On his death, on 11th May 1610, he was uniquely accorded a burial site in Beijing by the Emperor – which, according to Laven was “an extraordinary coup, which testified to the success of nearly 30 years of careful networking and diplomacy.”

His legacy included astronomical instruments and installations brought by Jesuits to Beijing, which – like his tomb – remained untouched even during China’s disastrous Cultural Revolution.

An even more enduring memory has been Ricci’s admirable willingness to find ways through difficult situations and his innate respect for Chinese culture and civilisation – something to inspire both the Church and the Chinese authorities. Chinese leaders should study the story of Matteo Ricci but they should also study compelling research that shows that those societies that respect religious freedom are the most prosperous and the most stable.

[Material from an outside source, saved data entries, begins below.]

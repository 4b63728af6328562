//! The data connection of a single transfer command.
//!
//! A `DataChannel` is created by the negotiator after the transfer command
//! was accepted and is consumed by [`DataChannel::close`], which reads the
//! command's final reply when the command only answered with a 1xx. If a
//! channel is dropped instead, the control channel still knows a reply is
//! owed and reads it before its next command.

use crate::ftp::control::ControlChannel;
use crate::ftp::error::{FtpError, FtpResult};
use crate::ftp::protocol::guarded;
use crate::ftp::types::FtpReply;
use std::io;
use std::net::SocketAddr;
use std::time::Duration;
use tokio::io::{AsyncReadExt, AsyncWriteExt};
use tokio::net::TcpStream;
use tokio_rustls::client::TlsStream;
use tokio_util::sync::CancellationToken;

/// Abstraction over a plain or TLS-wrapped data stream.
pub enum DataStream {
    Plain(TcpStream),
    Tls(Box<TlsStream<TcpStream>>),
}

impl DataStream {
    async fn read(&mut self, buf: &mut [u8]) -> io::Result<usize> {
        match self {
            DataStream::Plain(s) => s.read(buf).await,
            DataStream::Tls(s) => s.read(buf).await,
        }
    }

    async fn write_all(&mut self, buf: &[u8]) -> io::Result<()> {
        match self {
            DataStream::Plain(s) => s.write_all(buf).await,
            DataStream::Tls(s) => s.write_all(buf).await,
        }
    }

    async fn shutdown(&mut self) -> io::Result<()> {
        match self {
            DataStream::Plain(s) => {
                s.flush().await?;
                s.shutdown().await
            }
            DataStream::Tls(s) => {
                s.flush().await?;
                s.shutdown().await
            }
        }
    }
}

pub struct DataChannel {
    stream: Option<DataStream>,
    local_addr: SocketAddr,
    peer_addr: SocketAddr,
    /// Reply to the transfer command.
    command_status: FtpReply,
    length: Option<u64>,
    position: u64,
    io_timeout: Duration,
    cancel: CancellationToken,
}

impl DataChannel {
    pub(crate) fn new(
        stream: DataStream,
        local_addr: SocketAddr,
        peer_addr: SocketAddr,
        command_status: FtpReply,
        position: u64,
        io_timeout: Duration,
        cancel: CancellationToken,
    ) -> Self {
        Self {
            stream: Some(stream),
            local_addr,
            peer_addr,
            command_status,
            length: None,
            position,
            io_timeout,
            cancel,
        }
    }

    pub fn command_status(&self) -> &FtpReply {
        &self.command_status
    }

    pub fn is_encrypted(&self) -> bool {
        matches!(self.stream, Some(DataStream::Tls(_)))
    }

    pub fn local_addr(&self) -> SocketAddr {
        self.local_addr
    }

    pub fn peer_addr(&self) -> SocketAddr {
        self.peer_addr
    }

    pub fn length(&self) -> Option<u64> {
        self.length
    }

    pub fn set_length(&mut self, length: Option<u64>) {
        self.length = length;
    }

    /// Offset in the remote file of the next byte on the wire.
    pub fn position(&self) -> u64 {
        self.position
    }

    /// Read up to `buf.len()` bytes; 0 means the server closed the stream.
    pub async fn read(&mut self, buf: &mut [u8]) -> FtpResult<usize> {
        let encrypted = self.is_encrypted();
        let stream = self
            .stream
            .as_mut()
            .ok_or_else(|| FtpError::transfer_failed("Data channel already closed"))?;
        let res = guarded(&self.cancel, Some(self.io_timeout), "Data channel read", async {
            match stream.read(buf).await {
                Ok(n) => Ok(n),
                // Servers often drop the socket without close_notify.
                Err(e) if encrypted && e.kind() == io::ErrorKind::UnexpectedEof => Ok(0),
                Err(e) => Err(FtpError::data_io("Data channel read", &e)),
            }
        })
        .await?;
        self.position += res as u64;
        Ok(res)
    }

    pub async fn write_all(&mut self, buf: &[u8]) -> FtpResult<()> {
        let stream = self
            .stream
            .as_mut()
            .ok_or_else(|| FtpError::transfer_failed("Data channel already closed"))?;
        guarded(&self.cancel, Some(self.io_timeout), "Data channel write", async {
            stream
                .write_all(buf)
                .await
                .map_err(|e| FtpError::data_io("Data channel write", &e))
        })
        .await?;
        self.position += buf.len() as u64;
        Ok(())
    }

    /// Flush and half-close so the server sees the end of an upload.
    pub async fn finish_writing(&mut self) -> FtpResult<()> {
        let Some(stream) = self.stream.as_mut() else {
            return Ok(());
        };
        guarded(&self.cancel, Some(self.io_timeout), "Data channel shutdown", async {
            stream
                .shutdown()
                .await
                .map_err(|e| FtpError::data_io("Data channel shutdown", &e))
        })
        .await
    }

    /// Close the socket and, if the transfer command is still pending, read
    /// its final reply (draining keep-alive echoes when `drain` is set).
    pub async fn close(
        mut self,
        control: &mut ControlChannel,
        drain: bool,
    ) -> FtpResult<Option<FtpReply>> {
        if let Some(mut stream) = self.stream.take() {
            // Errors here only mean the peer already closed.
            let _ = tokio::time::timeout(Duration::from_secs(1), stream.shutdown()).await;
        }
        if !control.state().pending_data_reply || !control.is_connected() {
            return Ok(None);
        }
        control.state_mut().pending_data_reply = false;
        if !self.command_status.is_preliminary() {
            return Ok(None);
        }
        control.read_reply(drain).await.map(Some)
    }
}
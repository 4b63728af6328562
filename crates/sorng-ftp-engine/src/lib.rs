//! **sorng-ftp-engine**: FTP/FTPS client transfer engine.
//!
//! | Module | Purpose |
//! |---|---|
//! | [`ftp::control`] | Control channel: command/reply, reconnect, stale-data recovery |
//! | [`ftp::transfer`] | Data channel negotiation with EPSV→PASV / EPRT→PORT fallback |
//! | [`ftp::transfer_loop`] | Chunked, rate-limited, resumable transfer pump |
//! | [`ftp::file_ops`] | `download_file` / `upload_file` with verification and retry |
//! | [`ftp::queue`] | Bounded-concurrency batch transfers |

pub mod ftp;

pub use ftp::*;
//! TCP transport: resolves the server and walks the address list.
//!
//! Every resolved address allowed by the IP-version preference is tried in
//! resolver order, each under the connect timeout, until one answers.

use crate::ftp::error::{FtpError, FtpResult};
use crate::ftp::protocol::guarded;
use crate::ftp::types::IpVersion;
use std::net::SocketAddr;
use std::time::Duration;
use tokio::net::{lookup_host, TcpStream};
use tokio_util::sync::CancellationToken;

/// Resolve `host:port` and keep the addresses `version` allows.
pub async fn resolve(
    host: &str,
    port: u16,
    version: IpVersion,
    limit: Duration,
    cancel: &CancellationToken,
) -> FtpResult<Vec<SocketAddr>> {
    let target = format!("{}:{}", host, port);
    let addrs: Vec<SocketAddr> = guarded(cancel, Some(limit), "DNS lookup", async {
        lookup_host((host, port))
            .await
            .map(|it| it.collect())
            .map_err(|e| FtpError::connection_failed(format!("Resolve {}: {}", target, e)))
    })
    .await?;

    let filtered: Vec<SocketAddr> = addrs
        .into_iter()
        .filter(|a| match version {
            IpVersion::Any => true,
            IpVersion::V4 => a.is_ipv4(),
            IpVersion::V6 => a.is_ipv6(),
        })
        .collect();

    if filtered.is_empty() {
        return Err(FtpError::connection_failed(format!(
            "No {:?} address for {}",
            version, target
        )));
    }
    Ok(filtered)
}

/// Connect to the first reachable address.
pub async fn connect_any(
    addrs: &[SocketAddr],
    limit: Duration,
    cancel: &CancellationToken,
) -> FtpResult<TcpStream> {
    let mut last_err = FtpError::connection_failed("No address to connect to");
    for addr in addrs {
        match connect_one(*addr, limit, cancel).await {
            Ok(tcp) => return Ok(tcp),
            Err(e) if e.is_cancelled() => return Err(e),
            Err(e) => {
                log::warn!("Connect to {} failed: {}", addr, e);
                last_err = e;
            }
        }
    }
    Err(last_err)
}

/// One connect attempt with the deadline applied.
pub async fn connect_one(
    addr: SocketAddr,
    limit: Duration,
    cancel: &CancellationToken,
) -> FtpResult<TcpStream> {
    let tcp = guarded(cancel, Some(limit), &format!("Connect to {}", addr), async {
        TcpStream::connect(addr)
            .await
            .map_err(|e| FtpError::connection_failed(format!("TCP connect to {}: {}", addr, e)))
    })
    .await?;
    tcp.set_nodelay(true).ok();
    Ok(tcp)
}

/// Resolve and connect in one go.
pub async fn open_control_socket(
    host: &str,
    port: u16,
    version: IpVersion,
    limit: Duration,
    cancel: &CancellationToken,
) -> FtpResult<TcpStream> {
    let addrs = resolve(host, port, version, limit, cancel).await?;
    log::debug!("Resolved {}:{} to {:?}", host, port, addrs);
    connect_any(&addrs, limit, cancel).await
}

China is a great country with much to offer the world – but it needs to think more deeply about the self- inflicted damage it is doing by trying to eliminate religious freedom and by suppressing Christianity. A country built only on materialism will become a country without a soul – and that, in turn, would be an unhappy society lacking in harmony or respect – values every society needs.

Alienating millions of religious believers, rather than harnessing them in Ricci’s spirit of friendship, is both wrong-headed and short-sighted.

The Christian Heritage Centre at Stonyhurst will be playing its part in telling the story of China’s persecuted Christians and in ensuring that they are not forgotten.